The copyeditor is usually the final frontier of the writing process, the last person to examine material before it goes to print. The content editor may be more intimately involved in the entire process of writing and finalizing documents for web or paper publication.
Computer programs do some types of content editing. For example, many programs can evaluate coding errors before a web page is published. However, as with programs that offer spell or grammar checks, a person must evaluate the final presentation of content, and may need to fix an error or two.
Some people work specifically in content editing fields, and may not only proof content and format it, but also write it. In fact, it is quite common for editing to include writing most of the content. For web programming companies, the editing may be done by one or more people, and may also mean interfacing with clients to assess their needs for both written content and website appearance.

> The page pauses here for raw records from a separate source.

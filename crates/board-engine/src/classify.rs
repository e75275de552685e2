//! Node Classifier
//!
//! Pure, best-effort facts about a single board item. Nothing here fails:
//! a missing sub-element just yields the default for that fact.

use std::fmt;

use serde::{Deserialize, Serialize};

use crate::dom::{closest, closest_ancestor, descendants, query_all, BoardDom, Selector};
use crate::markup;

/// Project-scoped item number, shown as `#123` on the card.
#[derive(Debug, Clone, Copy, PartialEq, Eq, Hash, PartialOrd, Ord, Default, Serialize, Deserialize)]
#[serde(transparent)]
pub struct ItemId(pub u64);

impl ItemId {
    /// Accepts both `#123` and `123`.
    pub fn parse(text: &str) -> Option<Self> {
        let text = text.trim();
        let digits = text.strip_prefix('#').unwrap_or(text);
        digits.trim().parse().ok().map(ItemId)
    }
}

impl fmt::Display for ItemId {
    fn fmt(&self, f: &mut fmt::Formatter<'_>) -> fmt::Result {
        write!(f, "#{}", self.0)
    }
}

#[derive(Debug, Clone, Copy, PartialEq, Eq, Hash, Default, Serialize, Deserialize)]
#[serde(rename_all = "lowercase")]
pub enum ItemKind {
    #[default]
    Issue,
    Task,
}

impl ItemKind {
    /// Maps a GitLab work item type name ("Task", "Issue", ...) to a kind.
    pub fn from_type_name(name: &str) -> Self {
        if name.eq_ignore_ascii_case("task") {
            ItemKind::Task
        } else {
            ItemKind::Issue
        }
    }
}

#[derive(Debug, Clone, PartialEq, Eq, Default)]
pub struct Classification {
    pub kind: ItemKind,
    pub status: String,
    pub identifier: Option<ItemId>,
    pub weight: u32,
    pub in_review: bool,
}

/// One classified item, valid for the duration of a single pass.
#[derive(Debug, Clone)]
pub struct BoardItem<N> {
    pub node: N,
    pub facts: Classification,
    pub has_visible_children: bool,
}

impl<N> BoardItem<N> {
    pub fn id(&self) -> Option<ItemId> {
        self.facts.identifier
    }

    pub fn kind(&self) -> ItemKind {
        self.facts.kind
    }
}

pub fn classify<D: BoardDom + ?Sized>(dom: &D, node: &D::Node) -> Classification {
    Classification {
        kind: item_kind(dom, node),
        status: item_status(dom, node),
        identifier: item_identifier(dom, node),
        weight: item_weight(dom, node),
        in_review: is_in_review(dom, node),
    }
}

/// Whether `candidate`'s nearest enclosing item is `node` itself.
fn owned_by<D: BoardDom + ?Sized>(dom: &D, candidate: &D::Node, node: &D::Node) -> bool {
    closest(dom, candidate, markup::ITEM).as_ref() == Some(node)
}

fn own_matches<D: BoardDom + ?Sized>(dom: &D, node: &D::Node, selector: Selector) -> Vec<D::Node> {
    query_all(dom, node, selector)
        .into_iter()
        .filter(|c| owned_by(dom, c, node))
        .collect()
}

fn first_own<D: BoardDom + ?Sized>(dom: &D, node: &D::Node, selector: Selector) -> Option<D::Node> {
    own_matches(dom, node, selector).into_iter().next()
}

pub fn item_kind<D: BoardDom + ?Sized>(dom: &D, node: &D::Node) -> ItemKind {
    match first_own(dom, node, markup::ANY_TEST_ID).and_then(|icon| dom.attribute(&icon, markup::TEST_ID_ATTR)) {
        Some(id) if id == markup::TASK_ICON_ID => ItemKind::Task,
        _ => ItemKind::Issue,
    }
}

pub fn item_status<D: BoardDom + ?Sized>(dom: &D, node: &D::Node) -> String {
    first_own(dom, node, markup::STATUS)
        .map(|status| dom.text_content(&status).trim().to_string())
        .unwrap_or_default()
}

pub fn item_identifier<D: BoardDom + ?Sized>(dom: &D, node: &D::Node) -> Option<ItemId> {
    first_own(dom, node, markup::NUMBER).and_then(|number| ItemId::parse(&dom.text_content(&number)))
}

/// The item's own weight; nested items' indicators are never counted.
pub fn item_weight<D: BoardDom + ?Sized>(dom: &D, node: &D::Node) -> u32 {
    let Some(candidate) = first_own(dom, node, markup::WEIGHT) else {
        return 0;
    };
    let container = if markup::WEIGHT_ICON.matches(dom, &candidate) {
        closest(dom, &candidate, markup::SPAN)
            .filter(|span| owned_by(dom, span, node))
            .or_else(|| dom.parent(&candidate))
            .unwrap_or_else(|| candidate.clone())
    } else {
        candidate
    };
    parse_weight(&dom.text_content(&container))
}

/// First integer in `text`; negatives and garbage read as zero.
pub fn parse_weight(text: &str) -> u32 {
    let text = text.replace('\u{a0}', " ");
    let bytes = text.as_bytes();
    let Some(start) = bytes.iter().position(|b| b.is_ascii_digit()) else {
        return 0;
    };
    if start > 0 && bytes[start - 1] == b'-' {
        return 0;
    }
    let end = bytes[start..]
        .iter()
        .position(|b| !b.is_ascii_digit())
        .map(|len| start + len)
        .unwrap_or(bytes.len());
    text[start..end].parse().unwrap_or(0)
}

pub fn is_in_review<D: BoardDom + ?Sized>(dom: &D, node: &D::Node) -> bool {
    first_own(dom, node, markup::REVIEW_LABEL).is_some()
}

/// An `li` carrying its own `#number` label.
pub fn is_item<D: BoardDom + ?Sized>(dom: &D, node: &D::Node) -> bool {
    markup::ITEM.matches(dom, node) && first_own(dom, node, markup::NUMBER).is_some()
}

/// Items nested under another item (grouped tasks) are not top-level.
pub fn is_top_level<D: BoardDom + ?Sized>(dom: &D, node: &D::Node) -> bool {
    closest_ancestor(dom, node, markup::ITEM).is_none()
}

/// True when at least one other item is nested under this one.
pub fn has_nested_items<D: BoardDom + ?Sized>(dom: &D, node: &D::Node) -> bool {
    descendants(dom, node).iter().any(|d| is_item(dom, d))
}

pub fn column_lists<D: BoardDom + ?Sized>(dom: &D) -> Vec<D::Node> {
    query_all(dom, &dom.board(), markup::COLUMN_LIST)
}

/// Items below `root` in document order, nested ones included.
pub fn items_in<D: BoardDom + ?Sized>(dom: &D, root: &D::Node) -> Vec<D::Node> {
    descendants(dom, root)
        .into_iter()
        .filter(|n| is_item(dom, n))
        .collect()
}

/// Every item inside any column list, including grouped tasks.
pub fn item_nodes<D: BoardDom + ?Sized>(dom: &D) -> Vec<D::Node> {
    column_lists(dom)
        .iter()
        .flat_map(|list| items_in(dom, list))
        .collect()
}

pub fn board_items<D: BoardDom + ?Sized>(dom: &D) -> Vec<BoardItem<D::Node>> {
    item_nodes(dom)
        .into_iter()
        .map(|node| {
            let facts = classify(dom, &node);
            let has_visible_children = facts.kind == ItemKind::Issue && has_nested_items(dom, &node);
            BoardItem {
                node,
                facts,
                has_visible_children,
            }
        })
        .collect()
}

/// Item numbers are shared between issues and tasks within a project.
pub fn find_by_id<D: BoardDom + ?Sized>(dom: &D, id: ItemId) -> Option<D::Node> {
    item_nodes(dom)
        .into_iter()
        .find(|n| item_identifier(dom, n) == Some(id))
}

pub fn find_item<D: BoardDom + ?Sized>(dom: &D, kind: ItemKind, id: ItemId) -> Option<D::Node> {
    item_nodes(dom)
        .into_iter()
        .find(|n| item_identifier(dom, n) == Some(id) && item_kind(dom, n) == kind)
}
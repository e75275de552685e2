//! Milestone Lens
//!
//! Browser extension overlay for GitLab milestone boards. One WASM module
//! serves three scripts: the content script reconciling the board, the
//! background worker talking to the GitLab API, and the settings popup.

pub mod error;
pub mod gitlab;
pub mod logging;
pub mod messages;

#[cfg(target_arch = "wasm32")]
mod background;
#[cfg(target_arch = "wasm32")]
mod browser;
#[cfg(target_arch = "wasm32")]
mod content;
#[cfg(target_arch = "wasm32")]
mod popup;
#[cfg(target_arch = "wasm32")]
mod web_dom;

pub use error::ExtensionError;
pub use gitlab::{GitLabClient, GitLabConfig};

#[cfg(target_arch = "wasm32")]
mod entry {
    use tracing::{error, info};
    use wasm_bindgen::prelude::*;

    use crate::error::ExtensionError;

    fn boot() {
        console_error_panic_hook::set_once();
        crate::logging::init();
    }

    #[wasm_bindgen]
    pub fn start_content() {
        boot();
        match crate::content::start() {
            Ok(()) => {}
            Err(ExtensionError::MissingBoard(what)) => info!("no milestone board here ({} missing)", what),
            Err(e) => error!("content script failed to start: {}", e),
        }
    }

    #[wasm_bindgen]
    pub fn start_background() {
        boot();
        crate::background::start();
    }

    #[wasm_bindgen]
    pub fn start_popup() {
        boot();
        leptos::mount::mount_to_body(crate::popup::SettingsPanel);
    }
}
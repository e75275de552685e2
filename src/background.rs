//! Background Worker
//!
//! Answers `fetchIssueDetails` requests from content scripts with the issue's
//! direct children, and `recentLogs` with the buffered log lines.

use std::rc::Rc;

use futures::future::{FutureExt, LocalBoxFuture};
use tracing::{info, warn};

use crate::browser;
use crate::gitlab::{GitLabClient, GitLabConfig};
use crate::messages::{parse_message, FetchReply, IncomingMessage};

pub fn start() {
    start_with(GitLabConfig::default());
}

pub fn start_with(config: GitLabConfig) {
    let client = Rc::new(GitLabClient::new(config));
    info!("background worker ready, api {}", client.config().api_base);

    browser::on_runtime_message(Box::new(move |message| -> Option<LocalBoxFuture<'static, serde_json::Value>> {
        let request = match parse_message(&message) {
            Ok(IncomingMessage::FetchIssueDetails(request)) => request,
            Ok(IncomingMessage::RecentLogs) => {
                let lines = rolling_logger::recent_lines();
                return Some(async move { serde_json::json!({ "lines": lines }) }.boxed_local());
            }
            Ok(_) => return None,
            Err(e) => {
                warn!("malformed fetch request: {}", e);
                return Some(async move { reply_value(FetchReply::Failed { error: e.to_string() }) }.boxed_local());
            }
        };
        let client = Rc::clone(&client);
        Some(
            async move {
                let result = client.fetch_issue_details(&request).await;
                if let Err(e) = &result {
                    warn!("fetching children of issue {} failed: {}", request.issue, e);
                }
                reply_value(FetchReply::from(result))
            }
            .boxed_local(),
        )
    }));
}

fn reply_value(reply: FetchReply) -> serde_json::Value {
    serde_json::to_value(&reply).unwrap_or_else(|e| serde_json::json!({ "error": e.to_string() }))
}
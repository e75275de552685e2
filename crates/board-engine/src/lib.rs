//! Board Engine
//!
//! Keeps a derived overlay (grouping, highlighting, column statistics and a
//! synthetic "In review" column) in sync with a GitLab milestone board that
//! the host page keeps re-rendering underneath us.
//!
//! Layered like this:
//! - dom / memory: the host-tree abstraction and an arena implementation
//! - classify: pure facts about a single board item
//! - stats, grouping, style, review: the overlay components
//! - reconciler: one idempotent pass over the whole board
//! - session: the single-threaded async driver around the reconciler

pub mod classify;
pub mod dom;
pub mod error;
pub mod flags;
pub mod grouping;
pub mod hierarchy;
pub mod markup;
pub mod memory;
pub mod reconciler;
pub mod review;
pub mod session;
pub mod stats;
pub mod store;
pub mod style;

#[cfg(any(test, feature = "test-support"))]
pub mod fixture;

#[cfg(test)]
mod tests;

pub use classify::{BoardItem, Classification, ItemId, ItemKind};
pub use dom::{BoardDom, Selector};
pub use error::{FetchError, ReviewColumnError};
pub use flags::{Flags, FlagsPatch};
pub use hierarchy::{ChildDescriptor, ChildFetch, HierarchySource};
pub use memory::{MemoryDom, NodeId};
pub use reconciler::{MutationKind, Reconciler};
pub use session::Session;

Alternately, some practice content editing on a freelance basis. They might only edit material, and check content for errors, inconsistencies, contradictions or problems. They might practice light source code editing, but stick primarily to improving a client’s content. Given a client’s needs they might also write material, and then the site owner might format content appropriately.
For print productions, a content editor might work in a publishing house or on a freelance basis, specifically with authors. While copyediting would proof the book before it goes to press, content editing would mean evaluating the content of the work. A poor editor would miss inconsistencies of character, plot or dialogue.
Content editors in the publishing industry work specifically on the “meat” of books intended for publication. They examine things like thorough development of thematic elements. Especially, they look for inconsistencies. A factual book, for example, might draw two opposing conclusions that a content editor would catch. Ultimately, the editor is responsible for clarifying material and helping the writer be his or her best on page.
Content editing is very important for books written in series format. Lengthy series are more likely to show inconsistencies as they progress, and a content editor can help prevent common errors. If a character’s eyes are blue in one book, they can’t be brown in another. If a character’s mother dies in one book, the mother walking around and talking in the next book may put off readers.
Skilled content editing gets rid of material that would render text ridiculous. Copyeditors then may take over and polish the text looking for small errors. They might rewrite a sentence or two, but in general they correct grammatical or spelling mistakes. The end result of the work of both editors is logical and grammatical text.